Nearly two dozen merchants in downtown Brownsville cater to this market, their shops brimming with literally tons of used clothing, all piled like psychedelic snowdrifts in a wrinkled jumble from floor to ceiling. Everything from polyester leisure suits to frilly silk underwear is sold in bulk--usually at about $1.25 a pound.

It’s never been a great secret that these U.S. discards ended up in Mexico, waved across the international bridge by inspectors alternately nonchalant and corrupt. But as Mexico struggles to rebound from its most recent economic crisis, authorities have begun to crack down on freelance commerce, forcing many used-clothing vendors to smuggle in their cargo like drug traffickers smuggling theirs out.

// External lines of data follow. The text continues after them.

//! Flag instances and their capabilities.
//!
//! A flag may additionally be `Enabled` (tri-state on/off override) and/or
//! `GroupKeyed` (a group key lets players bypass it). Capabilities are
//! queried at runtime with `as_enabled` / `as_group_keyed` rather than
//! fixed by the type of the flag.

use bitflags::bitflags;

use crate::core::ids::{FlagTypeId, GroupKeyId, PlayerId};
use crate::groups::GroupView;
use crate::zones::Zone;

use super::value::FlagValue;

bitflags! {
    /// Capabilities a flag type or flag instance satisfies.
    #[derive(Clone, Copy, Debug, Default, PartialEq, Eq, Hash)]
    pub struct Capabilities: u8 {
        /// Carries an on/off override.
        const ENABLED = 1 << 0;
        /// Names a group key that bypasses it.
        const GROUP_KEYED = 1 << 1;
        /// Has a persisted codec.
        const SERIALIZABLE = 1 << 2;
    }
}

/// Tri-state enabled capability: default, explicitly on, explicitly off.
pub trait Enabled {
    /// The explicit override, if any.
    fn enabled_override(&self) -> Option<bool>;

    /// The value used when there is no override.
    fn default_enabled(&self) -> bool;

    /// Set or clear the explicit override.
    fn set_enabled(&mut self, enabled: Option<bool>);

    /// The effective state.
    fn is_enabled(&self) -> bool {
        self.enabled_override().unwrap_or_else(|| self.default_enabled())
    }
}

/// Bypass-by-key capability.
pub trait GroupKeyed {
    /// The key a group must hold to bypass the flag.
    fn required_key(&self) -> &GroupKeyId;

    /// True iff the group holds the required key, directly or inherited.
    fn has_group_permission(&self, group: &GroupView<'_>) -> bool {
        group.has_key(self.required_key())
    }

    /// True iff the player's group in `zone` holds the required key.
    /// A player with no membership is denied.
    fn has_permission(&self, zone: &Zone, player: PlayerId) -> bool {
        zone.group_of(player)
            .is_some_and(|group| self.has_group_permission(&group))
    }
}

/// Enabled state stored on a flag.
#[derive(Clone, Copy, Debug, PartialEq, Eq)]
pub struct EnabledState {
    explicit: Option<bool>,
    default: bool,
}

impl EnabledState {
    /// State with no override.
    #[must_use]
    pub const fn new(default: bool) -> Self {
        Self {
            explicit: None,
            default,
        }
    }
}

impl Enabled for EnabledState {
    fn enabled_override(&self) -> Option<bool> {
        self.explicit
    }

    fn default_enabled(&self) -> bool {
        self.default
    }

    fn set_enabled(&mut self, enabled: Option<bool>) {
        self.explicit = enabled;
    }
}

/// Required key stored on a flag.
#[derive(Clone, Debug, PartialEq, Eq)]
pub struct RequiredKey(pub GroupKeyId);

impl GroupKeyed for RequiredKey {
    fn required_key(&self) -> &GroupKeyId {
        &self.0
    }
}

/// An instance of a flag type attached to a zone or held as a default.
#[derive(Clone, Debug, PartialEq, Eq)]
pub struct Flag {
    type_id: FlagTypeId,
    value: FlagValue,
    enabled: Option<EnabledState>,
    required_key: Option<RequiredKey>,
}

impl Flag {
    /// Create a flag with a value and no capabilities.
    pub fn new(type_id: impl Into<FlagTypeId>, value: FlagValue) -> Self {
        Self {
            type_id: type_id.into(),
            value,
            enabled: None,
            required_key: None,
        }
    }

    /// Add the enabled capability with the given default.
    #[must_use]
    pub fn with_enabled(mut self, default: bool) -> Self {
        self.enabled = Some(EnabledState::new(default));
        self
    }

    /// Add the group-keyed capability.
    #[must_use]
    pub fn with_required_key(mut self, key: impl Into<GroupKeyId>) -> Self {
        self.required_key = Some(RequiredKey(key.into()));
        self
    }

    /// The flag's type.
    #[must_use]
    pub fn type_id(&self) -> &FlagTypeId {
        &self.type_id
    }

    /// The payload.
    #[must_use]
    pub fn value(&self) -> &FlagValue {
        &self.value
    }

    /// Mutable payload.
    pub fn value_mut(&mut self) -> &mut FlagValue {
        &mut self.value
    }

    /// Replace the payload.
    pub fn set_value(&mut self, value: FlagValue) {
        self.value = value;
    }

    /// The enabled capability, if this flag has it.
    #[must_use]
    pub fn as_enabled(&self) -> Option<&dyn Enabled> {
        self.enabled.as_ref().map(|e| e as &dyn Enabled)
    }

    /// Mutable enabled capability.
    pub fn as_enabled_mut(&mut self) -> Option<&mut dyn Enabled> {
        self.enabled.as_mut().map(|e| e as &mut dyn Enabled)
    }

    /// The group-keyed capability, if this flag has it.
    #[must_use]
    pub fn as_group_keyed(&self) -> Option<&dyn GroupKeyed> {
        self.required_key.as_ref().map(|k| k as &dyn GroupKeyed)
    }

    /// Capabilities held by this instance.
    #[must_use]
    pub fn capabilities(&self) -> Capabilities {
        let mut caps = Capabilities::empty();
        caps.set(Capabilities::ENABLED, self.enabled.is_some());
        caps.set(Capabilities::GROUP_KEYED, self.required_key.is_some());
        caps
    }

    /// Effective enabled state, if the flag has that capability.
    #[must_use]
    pub fn is_enabled(&self) -> Option<bool> {
        self.as_enabled().map(|e| e.is_enabled())
    }
}
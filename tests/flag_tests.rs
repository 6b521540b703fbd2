//! Flag registry tests.
//!
//! These verify:
//! - Codec round-trips for every built-in type's default
//! - Idempotent default bootstrapping
//! - Extending the catalogue with a custom flag type

use proptest::prelude::*;

use zone_protect::flags::standard::ids;
use zone_protect::{
    Capabilities, Flag, FlagError, FlagManager, FlagType, FlagValue, PayloadKind,
    StandardFlagType,
};

#[test]
fn test_default_round_trip_for_every_type() {
    let flags = FlagManager::standard_in_memory();
    let mut checked = 0;
    for ty in flags.get_registered(Capabilities::SERIALIZABLE) {
        let Some(default) = ty.default_flag() else {
            continue;
        };
        let encoded = flags.encode_flag(&default).unwrap();
        assert_eq!(flags.decode_flag(ty.id(), &encoded).unwrap(), default);
        checked += 1;
    }
    assert!(checked > 0);
}

#[test]
fn test_bootstrap_twice_never_overwrites() {
    let mut flags = FlagManager::standard_in_memory();
    let first = flags.bootstrap_defaults();
    assert!(first.succeeded > 0);

    let mut tnt = flags.default_flag(&ids::TNT_DEFUSE.into()).unwrap().clone();
    tnt.as_enabled_mut().unwrap().set_enabled(Some(true));
    flags.set_default(tnt.clone()).unwrap();

    let second = flags.bootstrap_defaults();
    assert_eq!(second.succeeded, 0);
    assert_eq!(flags.default_flag(&ids::TNT_DEFUSE.into()), Some(&tnt));
}

#[test]
fn test_custom_type_extends_catalogue() {
    let mut flags = FlagManager::standard_in_memory();
    flags
        .register(
            StandardFlagType::new("max_residents", "Max Residents", PayloadKind::Int)
                .with_default(FlagValue::Int(8)),
        )
        .unwrap();

    flags.bootstrap_defaults();
    let default = flags.default_flag(&"max_residents".into()).unwrap();
    assert_eq!(default.value().as_int(), Some(8));
    assert!(default.as_enabled().is_none());

    assert_eq!(
        flags.register(StandardFlagType::new("max_residents", "Again", PayloadKind::Int)),
        Err(FlagError::DuplicateTypeId("max_residents".into()))
    );
}

#[test]
fn test_unknown_type_cannot_be_encoded() {
    let flags = FlagManager::standard_in_memory();
    let stray = Flag::new("no_such_flag", FlagValue::Unit);
    assert_eq!(
        flags.encode_flag(&stray),
        Err(FlagError::UnknownType("no_such_flag".into()))
    );
}

proptest! {
    #[test]
    fn text_flags_round_trip(text in ".{0,64}") {
        let flags = FlagManager::standard_in_memory();
        let flag = Flag::new(ids::GREETINGS, FlagValue::Text(text));
        let encoded = flags.encode_flag(&flag).unwrap();
        prop_assert_eq!(flags.decode_flag(&ids::GREETINGS.into(), &encoded).unwrap(), flag);
    }

    #[test]
    fn enabled_overrides_round_trip(explicit in proptest::option::of(any::<bool>())) {
        let flags = FlagManager::standard_in_memory();
        let ty = flags.get(&ids::BLOCK_PLACE.into()).unwrap();
        let mut flag = ty.default_flag().unwrap();
        flag.as_enabled_mut().unwrap().set_enabled(explicit);
        let encoded = flags.encode_flag(&flag).unwrap();
        prop_assert_eq!(flags.decode_flag(ty.id(), &encoded).unwrap(), flag);
    }
}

“They say it’s contraband, but I say it’s a pretty upstanding way to earn a living, at least compared to what other people do,” said Gloria Guzman, 78, as she and her 83-year-old husband, Tano, loaded the trunk of their Chrysler LeBaron for the short cross-border trip home to Matamoros.

Many mom-and-pop merchants, like Guzman, try to skirt the law by transporting only a small bundle at a time. If questioned by Mexican officials, they can say the clothing is for personal use--not for resale on the black market. Others pose as vacationers, their wares stuffed into old suitcases. Some carry detergent and bleach, suggesting nothing more nefarious than a trip to the Laundromat.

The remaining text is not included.